A special provision applies to “large corporations,” defined as those with a California net income of $1 million or more in any of the three preceding tax years. These entities are required to pay 100% of the current year’s tax liability and cannot rely on the prior-year tax safe harbor, except for their first installment. Any reduction in the first payment from using the prior-year figure must be recaptured and added to the second installment.

Payment Due Dates and Installment Amounts

For corporations on a calendar year, estimated tax payments are due in four installments. The California Franchise Tax Board (FTB) has established a specific payment schedule:

  • First installment (April 15): 30% of the total estimated tax
  • Second installment (June 15): 40% of the total estimated tax
  • Third installment (September 15): No payment required
  • Fourth installment (December 15): 30% of the total estimated tax

If the total estimated tax is less than the $800 minimum franchise tax, the full $800 must be paid by the first installment deadline.

For businesses with income that is not earned evenly, the Annualized Income Installment Method offers an alternative. This method allows a corporation to calculate payments based on the income earned in the months preceding each due date, which can be helpful for seasonal businesses.

How to Make Payments

Preparation – Information and Forms

To make a payment, a corporation needs its seven-digit California Corporation Number and its Federal Employer Identification Number (FEIN). These numbers are required for all payment methods to ensure funds are credited correctly.
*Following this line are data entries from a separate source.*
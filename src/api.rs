//! The execution-service collaborator.
//!
//! [`Api`] is the seam between this crate's records and whatever transport
//! talks to the remote service. The crate ships no implementation of it;
//! HTTP, authentication flow and queueing live on the other side.
//!
//! ```text
//!   authenticate() ──→ submit() ──→ job() ──→ result()
//!                                    ↺ wait() polls until terminal
//! ```
//!
//! ## Method table
//!
//! | Method | Required | Returns |
//! |--------|----------|---------|
//! | `authenticate()` | yes | `ClientResult<User>` |
//! | `submit()` | yes | `ClientResult<JobResponse>` |
//! | `job()` | yes | `ClientResult<JobResponse>` |
//! | `job_full_data()` | yes | `ClientResult<JobFullData>` |
//! | `list_jobs()` | yes | `ClientResult<Vec<JobFullData>>` |
//! | `result()` | yes | `ClientResult<JobResult>` |
//! | `wait_config()` | provided | `WaitConfig` |
//! | `wait()` | provided | `ClientResult<JobResult>` |

use async_trait::async_trait;
use tracing::{debug, warn};

use crate::config::WaitConfig;
use crate::error::{ClientError, ClientResult};
use crate::job::{JobFullData, JobId, JobRequest, JobResponse, JobStatus};
use crate::result::JobResult;
use crate::user::User;

/// Client facade for the remote execution service.
///
/// Generic over `C`, the circuit payload, which this crate treats as opaque.
#[async_trait]
pub trait Api<C>: Send + Sync {
    /// Exchange credentials for an authenticated [`User`].
    async fn authenticate(&self, username: &str, password: &str) -> ClientResult<User>;

    /// Submit a circuit. The response carries the server-assigned job ID.
    async fn submit(
        &self,
        user: &User,
        request: &JobRequest,
        circuit: &C,
    ) -> ClientResult<JobResponse>;

    /// Current state of a job.
    async fn job(&self, user: &User, job_id: JobId) -> ClientResult<JobResponse>;

    /// Extended snapshot of a job.
    async fn job_full_data(&self, user: &User, job_id: JobId) -> ClientResult<JobFullData>;

    /// Snapshots of every job visible to `user`.
    async fn list_jobs(&self, user: &User) -> ClientResult<Vec<JobFullData>>;

    /// Output of a completed job.
    async fn result(&self, user: &User, job_id: JobId) -> ClientResult<JobResult>;

    /// Polling cadence used by [`Api::wait`].
    fn wait_config(&self) -> WaitConfig {
        WaitConfig::default()
    }

    /// Poll `job()` until the job is terminal, then fetch its result.
    ///
    /// Fails with `Configuration` before polling if [`Api::wait_config`] is
    /// unusable. Errors from `job()` are returned immediately. Labels outside
    /// the five canonical statuses are treated as still in progress. No pause
    /// follows the last poll.
    async fn wait(&self, user: &User, job_id: JobId) -> ClientResult<JobResult> {
        use tokio::time::sleep;

        let config = self.wait_config();
        config.validate()?;

        for attempt in 1..=config.max_polls {
            let response = self.job(user, job_id).await?;
            debug!(
                %job_id,
                attempt,
                status = %response.status,
                queue_position = response.queue_position,
                "polled job"
            );

            match response.status.status() {
                Some(JobStatus::Completed) => return self.result(user, job_id).await,
                Some(JobStatus::Error) => return Err(ClientError::JobFailed(job_id)),
                _ if attempt < config.max_polls => sleep(config.poll_interval()).await,
                _ => {}
            }
        }

        warn!(%job_id, max_polls = config.max_polls, "gave up waiting for job");
        Err(ClientError::Timeout(job_id))
    }
}

#[cfg(test)]
mod tests {
    use super::*;
    use crate::job::StatusLabel;
    use serde_json::{Map, json};
    use std::collections::VecDeque;
    use std::sync::Mutex;
    use std::sync::atomic::{AtomicU32, Ordering};
    use std::time::Duration;

    /// Replays a fixed sequence of statuses; the last one repeats forever.
    struct ScriptedApi {
        statuses: Mutex<VecDeque<Result<StatusLabel, ClientError>>>,
        polls: AtomicU32,
        config: WaitConfig,
    }

    impl ScriptedApi {
        fn new(statuses: Vec<Result<StatusLabel, ClientError>>) -> Self {
            Self {
                statuses: Mutex::new(statuses.into()),
                polls: AtomicU32::new(0),
                config: WaitConfig::default().with_max_polls(5),
            }
        }

        fn with_config(mut self, config: WaitConfig) -> Self {
            self.config = config;
            self
        }

        fn polls(&self) -> u32 {
            self.polls.load(Ordering::SeqCst)
        }
    }

    #[async_trait]
    impl Api<String> for ScriptedApi {
        async fn authenticate(&self, username: &str, _password: &str) -> ClientResult<User> {
            Ok(User::new(1, username, "key"))
        }

        async fn submit(
            &self,
            user: &User,
            request: &JobRequest,
            _circuit: &String,
        ) -> ClientResult<JobResponse> {
            assert_eq!(request.user_id, user.user_id());
            Ok(JobResponse::new(
                request.clone(),
                JobId(1),
                0,
                JobStatus::Pending,
                "",
            ))
        }

        async fn job(&self, user: &User, job_id: JobId) -> ClientResult<JobResponse> {
            self.polls.fetch_add(1, Ordering::SeqCst);
            let mut statuses = self.statuses.lock().unwrap();
            let next = if statuses.len() > 1 {
                statuses.pop_front()
            } else {
                statuses.front().map(|status| match status {
                    Ok(label) => Ok(label.clone()),
                    Err(_) => Err(ClientError::ServiceUnavailable("down".into())),
                })
            };
            let status = next.ok_or(ClientError::JobNotFound(job_id))??;
            Ok(JobResponse::new(
                JobRequest::new(user.user_id(), 3, "scripted"),
                job_id,
                1,
                status,
                "",
            ))
        }

        async fn job_full_data(&self, _user: &User, job_id: JobId) -> ClientResult<JobFullData> {
            Err(ClientError::JobNotFound(job_id))
        }

        async fn list_jobs(&self, _user: &User) -> ClientResult<Vec<JobFullData>> {
            Ok(vec![])
        }

        async fn result(&self, _user: &User, job_id: JobId) -> ClientResult<JobResult> {
            let mut http_response = Map::new();
            http_response.insert("code".into(), json!("200"));
            Ok(JobResult::new(job_id, http_response, vec![0.5, 0.5]))
        }

        fn wait_config(&self) -> WaitConfig {
            self.config
        }
    }

    fn user() -> User {
        User::new(1, "test-user", "000-3333")
    }

    #[tokio::test(start_paused = true)]
    async fn test_wait_returns_result_on_completion() {
        let api = ScriptedApi::new(vec![
            Ok(JobStatus::Pending.into()),
            Ok(JobStatus::Running.into()),
            Ok(JobStatus::Completed.into()),
        ]);

        let start = tokio::time::Instant::now();
        let result = api.wait(&user(), JobId(7)).await.unwrap();

        assert_eq!(result.job_id(), JobId(7));
        assert_eq!(result.data(), &[0.5, 0.5]);
        assert_eq!(api.polls(), 3);
        assert!(start.elapsed() >= Duration::from_millis(1000));
    }

    #[tokio::test(start_paused = true)]
    async fn test_wait_reports_job_error() {
        let api = ScriptedApi::new(vec![
            Ok(JobStatus::Pending.into()),
            Ok(JobStatus::Error.into()),
        ]);

        let err = api.wait(&user(), JobId(7)).await.unwrap_err();
        assert!(matches!(err, ClientError::JobFailed(JobId(7))));
        assert_eq!(api.polls(), 2);
    }

    #[tokio::test(start_paused = true)]
    async fn test_wait_keeps_polling_unknown_labels() {
        let api = ScriptedApi::new(vec![
            Ok("89".into()),
            Ok(StatusLabel::Raw("completed".into())),
        ]);

        let result = api.wait(&user(), JobId(2)).await.unwrap();
        assert_eq!(result.status_code(), Some(200));
        assert_eq!(api.polls(), 2);
    }

    #[tokio::test(start_paused = true)]
    async fn test_wait_times_out() {
        let api = ScriptedApi::new(vec![Ok(JobStatus::Running.into())]);

        let start = tokio::time::Instant::now();
        let err = api.wait(&user(), JobId(7)).await.unwrap_err();
        assert!(matches!(err, ClientError::Timeout(JobId(7))));
        assert!(err.is_transient());
        assert_eq!(api.polls(), 5);
        // Four pauses between five polls, none after the last one.
        assert!(start.elapsed() >= Duration::from_millis(2000));
        assert!(start.elapsed() < Duration::from_millis(2500));
    }

    #[tokio::test(start_paused = true)]
    async fn test_wait_rejects_unusable_config() {
        let api = ScriptedApi::new(vec![Ok(JobStatus::Completed.into())])
            .with_config(WaitConfig::default().with_max_polls(0));

        let err = api.wait(&user(), JobId(7)).await.unwrap_err();
        assert!(matches!(err, ClientError::Configuration(_)));
        assert_eq!(api.polls(), 0);
    }

    #[tokio::test(start_paused = true)]
    async fn test_wait_propagates_poll_errors() {
        let api = ScriptedApi::new(vec![Err(ClientError::ServiceUnavailable("down".into()))]);

        let err = api.wait(&user(), JobId(7)).await.unwrap_err();
        assert!(matches!(err, ClientError::ServiceUnavailable(_)));
        assert_eq!(api.polls(), 1);
    }

    #[tokio::test]
    async fn test_submit_and_authenticate() {
        let api = ScriptedApi::new(vec![]);
        let user = api.authenticate("test-user", "secret").await.unwrap();
        let request = JobRequest::new(user.user_id(), 3, "bell pair");

        let response = api
            .submit(&user, &request, &"OPENQASM 3;".to_string())
            .await
            .unwrap();
        assert_eq!(response.request, request);
        assert_eq!(response.status, "pending");

        let err = api.job(&user, JobId(9)).await.unwrap_err();
        assert!(matches!(err, ClientError::JobNotFound(JobId(9))));
    }
}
For payments by mail, Form 100-ES, Corporation Estimated Tax, must be used as a payment voucher to accompany the check or money order.

Procedural Action – Submission Methods

For mail-in submissions, the completed Form 100-ES voucher is sent with a check or money order payable to the “Franchise Tax Board.” The corporation’s California Corporation Number and the tax year should be written on the check for proper application.
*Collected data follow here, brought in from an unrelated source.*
//! Job records and status lifecycle.
//!
//! The service-side state machine, observed (never driven) by this crate:
//!
//! ```text
//!   not sent ──→ pending ──→ running ──→ completed
//!                                │
//!                                └─────→ error
//! ```
//!
//! **Invariants:**
//! - Status tokens on the wire are exactly `"not sent"`, `"pending"`,
//!   `"running"`, `"completed"` and `"error"`.
//! - `completed` and `error` are terminal.
//! - `queue_position` is only meaningful while the job is pending or running.
//! - Records perform no cross-field validation; consistency between
//!   `status` and `queue_position` is the server's responsibility.

use std::fmt;
use std::num::NonZeroU32;
use std::str::FromStr;

use serde::{Deserialize, Serialize};

use crate::error::{ClientError, ClientResult};

/// Server-assigned job identifier.
#[derive(Debug, Clone, Copy, PartialEq, Eq, Hash, PartialOrd, Ord, Serialize, Deserialize)]
#[serde(transparent)]
pub struct JobId(pub i64);

impl JobId {
    /// Create a new job ID.
    pub fn new(id: i64) -> Self {
        Self(id)
    }
}

impl fmt::Display for JobId {
    fn fmt(&self, f: &mut fmt::Formatter<'_>) -> fmt::Result {
        write!(f, "{}", self.0)
    }
}

impl From<i64> for JobId {
    fn from(id: i64) -> Self {
        Self(id)
    }
}

/// Lifecycle state of a submitted job, as reported by the service.
#[derive(Debug, Clone, Copy, PartialEq, Eq, Hash, Serialize, Deserialize)]
#[serde(rename_all = "lowercase")]
pub enum JobStatus {
    /// Built locally, not yet accepted by the service.
    #[serde(rename = "not sent")]
    NotSent,
    /// Waiting in the device queue.
    Pending,
    /// Executing on the device.
    Running,
    /// Finished successfully.
    Completed,
    /// Finished with an error.
    Error,
}

impl JobStatus {
    /// Every status, in lifecycle order.
    pub const ALL: [JobStatus; 5] = [
        JobStatus::NotSent,
        JobStatus::Pending,
        JobStatus::Running,
        JobStatus::Completed,
        JobStatus::Error,
    ];

    /// The exact wire token for this status.
    pub fn as_str(&self) -> &'static str {
        match self {
            JobStatus::NotSent => "not sent",
            JobStatus::Pending => "pending",
            JobStatus::Running => "running",
            JobStatus::Completed => "completed",
            JobStatus::Error => "error",
        }
    }

    /// Check if this is a terminal state.
    pub fn is_terminal(&self) -> bool {
        matches!(self, JobStatus::Completed | JobStatus::Error)
    }

    /// Check if the job sits in the service (queued or running).
    pub fn is_pending(&self) -> bool {
        matches!(self, JobStatus::Pending | JobStatus::Running)
    }

    /// Check if the job completed successfully.
    pub fn is_success(&self) -> bool {
        matches!(self, JobStatus::Completed)
    }
}

/// Free-standing form of [`JobStatus::is_terminal`], handy as a predicate.
pub fn is_terminal(status: &JobStatus) -> bool {
    status.is_terminal()
}

impl fmt::Display for JobStatus {
    fn fmt(&self, f: &mut fmt::Formatter<'_>) -> fmt::Result {
        f.write_str(self.as_str())
    }
}

impl FromStr for JobStatus {
    type Err = ClientError;

    fn from_str(s: &str) -> ClientResult<Self> {
        JobStatus::ALL
            .into_iter()
            .find(|status| status.as_str() == s)
            .ok_or_else(|| ClientError::UnknownStatus(s.to_string()))
    }
}

impl PartialEq<str> for JobStatus {
    fn eq(&self, other: &str) -> bool {
        self.as_str() == other
    }
}

impl PartialEq<&str> for JobStatus {
    fn eq(&self, other: &&str) -> bool {
        self.as_str() == *other
    }
}

impl PartialEq<JobStatus> for str {
    fn eq(&self, other: &JobStatus) -> bool {
        self == other.as_str()
    }
}

impl PartialEq<JobStatus> for &str {
    fn eq(&self, other: &JobStatus) -> bool {
        *self == other.as_str()
    }
}

/// A status field that may carry either a canonical [`JobStatus`] or any
/// other text the service chose to send.
///
/// Canonical tokens deserialize as `Enumerated`; everything else is kept
/// verbatim as `Raw`. Equality compares the text of both sides, so
/// `Raw("pending")` equals `Enumerated(JobStatus::Pending)`.
#[derive(Debug, Clone, Serialize, Deserialize)]
#[serde(untagged)]
pub enum StatusLabel {
    Enumerated(JobStatus),
    Raw(String),
}

impl StatusLabel {
    /// Text form as sent on the wire.
    pub fn as_str(&self) -> &str {
        match self {
            StatusLabel::Enumerated(status) => status.as_str(),
            StatusLabel::Raw(text) => text,
        }
    }

    /// The canonical status, if the text is one of the five tokens.
    pub fn status(&self) -> Option<JobStatus> {
        match self {
            StatusLabel::Enumerated(status) => Some(*status),
            StatusLabel::Raw(text) => text.parse().ok(),
        }
    }

    /// Terminal according to the canonical status; unknown labels are not terminal.
    pub fn is_terminal(&self) -> bool {
        self.status().is_some_and(|status| status.is_terminal())
    }
}

impl fmt::Display for StatusLabel {
    fn fmt(&self, f: &mut fmt::Formatter<'_>) -> fmt::Result {
        f.write_str(self.as_str())
    }
}

impl From<JobStatus> for StatusLabel {
    fn from(status: JobStatus) -> Self {
        StatusLabel::Enumerated(status)
    }
}

impl From<String> for StatusLabel {
    fn from(text: String) -> Self {
        match text.parse() {
            Ok(status) => StatusLabel::Enumerated(status),
            Err(_) => StatusLabel::Raw(text),
        }
    }
}

impl From<&str> for StatusLabel {
    fn from(text: &str) -> Self {
        text.to_string().into()
    }
}

impl PartialEq for StatusLabel {
    fn eq(&self, other: &Self) -> bool {
        self.as_str() == other.as_str()
    }
}

impl Eq for StatusLabel {}

impl PartialEq<JobStatus> for StatusLabel {
    fn eq(&self, other: &JobStatus) -> bool {
        self.as_str() == other.as_str()
    }
}

impl PartialEq<StatusLabel> for JobStatus {
    fn eq(&self, other: &StatusLabel) -> bool {
        self.as_str() == other.as_str()
    }
}

impl PartialEq<str> for StatusLabel {
    fn eq(&self, other: &str) -> bool {
        self.as_str() == other
    }
}

impl PartialEq<&str> for StatusLabel {
    fn eq(&self, other: &&str) -> bool {
        self.as_str() == *other
    }
}

/// Parameters of a job, as built by the caller before submission.
#[derive(Debug, Clone, PartialEq, Eq, Serialize, Deserialize)]
pub struct JobRequest {
    /// Submitting user.
    pub user_id: i64,
    /// Target device.
    pub device_id: i64,
    /// Free-form description.
    pub description: String,
}

impl JobRequest {
    pub fn new(user_id: i64, device_id: i64, description: impl Into<String>) -> Self {
        Self {
            user_id,
            device_id,
            description: description.into(),
        }
    }
}

/// The server's answer to a submission or status query.
///
/// Carries the request fields flattened alongside the server-assigned ones.
#[derive(Debug, Clone, PartialEq, Eq, Serialize, Deserialize)]
pub struct JobResponse {
    #[serde(flatten)]
    pub request: JobRequest,
    pub job_id: JobId,
    pub queue_position: u32,
    pub status: StatusLabel,
    pub result: String,
}

impl JobResponse {
    pub fn new(
        request: JobRequest,
        job_id: JobId,
        queue_position: u32,
        status: impl Into<StatusLabel>,
        result: impl Into<String>,
    ) -> Self {
        Self {
            request,
            job_id,
            queue_position,
            status: status.into(),
            result: result.into(),
        }
    }

    /// Queue position, only while the job is still pending or running.
    pub fn live_queue_position(&self) -> Option<u32> {
        self.status
            .status()
            .filter(JobStatus::is_pending)
            .map(|_| self.queue_position)
    }
}

/// Read-only snapshot returned by the job listing endpoint.
#[derive(Debug, Clone, PartialEq, Serialize, Deserialize)]
pub struct JobFullData {
    pub queue_position: u32,
    pub status: StatusLabel,
    /// Absent for anonymized or system jobs.
    #[serde(default)]
    pub user_id: Option<i64>,
    pub device_id: i64,
    pub job_id: JobId,
    pub job_type: String,
    pub number_shots: NonZeroU32,
    pub result: serde_json::Value,
}

impl JobFullData {
    /// Build a snapshot; fails only when `number_shots` is zero.
    #[allow(clippy::too_many_arguments)]
    pub fn new(
        queue_position: u32,
        status: impl Into<StatusLabel>,
        user_id: Option<i64>,
        device_id: i64,
        job_id: JobId,
        job_type: impl Into<String>,
        number_shots: u32,
        result: serde_json::Value,
    ) -> ClientResult<Self> {
        let number_shots =
            NonZeroU32::new(number_shots).ok_or(ClientError::InvalidShots(number_shots))?;
        Ok(Self {
            queue_position,
            status: status.into(),
            user_id,
            device_id,
            job_id,
            job_type: job_type.into(),
            number_shots,
            result,
        })
    }
}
Alternatively, the FTB’s Web Pay portal allows for an electronic funds transfer directly from a bank account. To use this system, a representative selects the business payment option on the FTB website, enters the required identification numbers, specifies the payment is for estimated tax, and authorizes the direct debit.

Understanding Underpayment Penalties

An underpayment penalty is triggered if a corporation does not pay enough tax through its installments or fails to pay the required amounts on time. The penalty is calculated using an interest rate, which can change periodically, on the amount of the underpayment for the period it remained unpaid. Corporations can determine the penalty amount by completing Form FTB 5806, Underpayment of Estimated Tax by Corporations.

Certain exceptions can absolve a corporation from the penalty. A corporation in its first year of business that pays the required minimum franchise tax may be exempt. A waiver may also be requested if the underpayment was caused by a change in tax law enacted during the taxable year. The FTB will not assess a penalty if timely payments satisfied a specific exception, such as the annualized income method.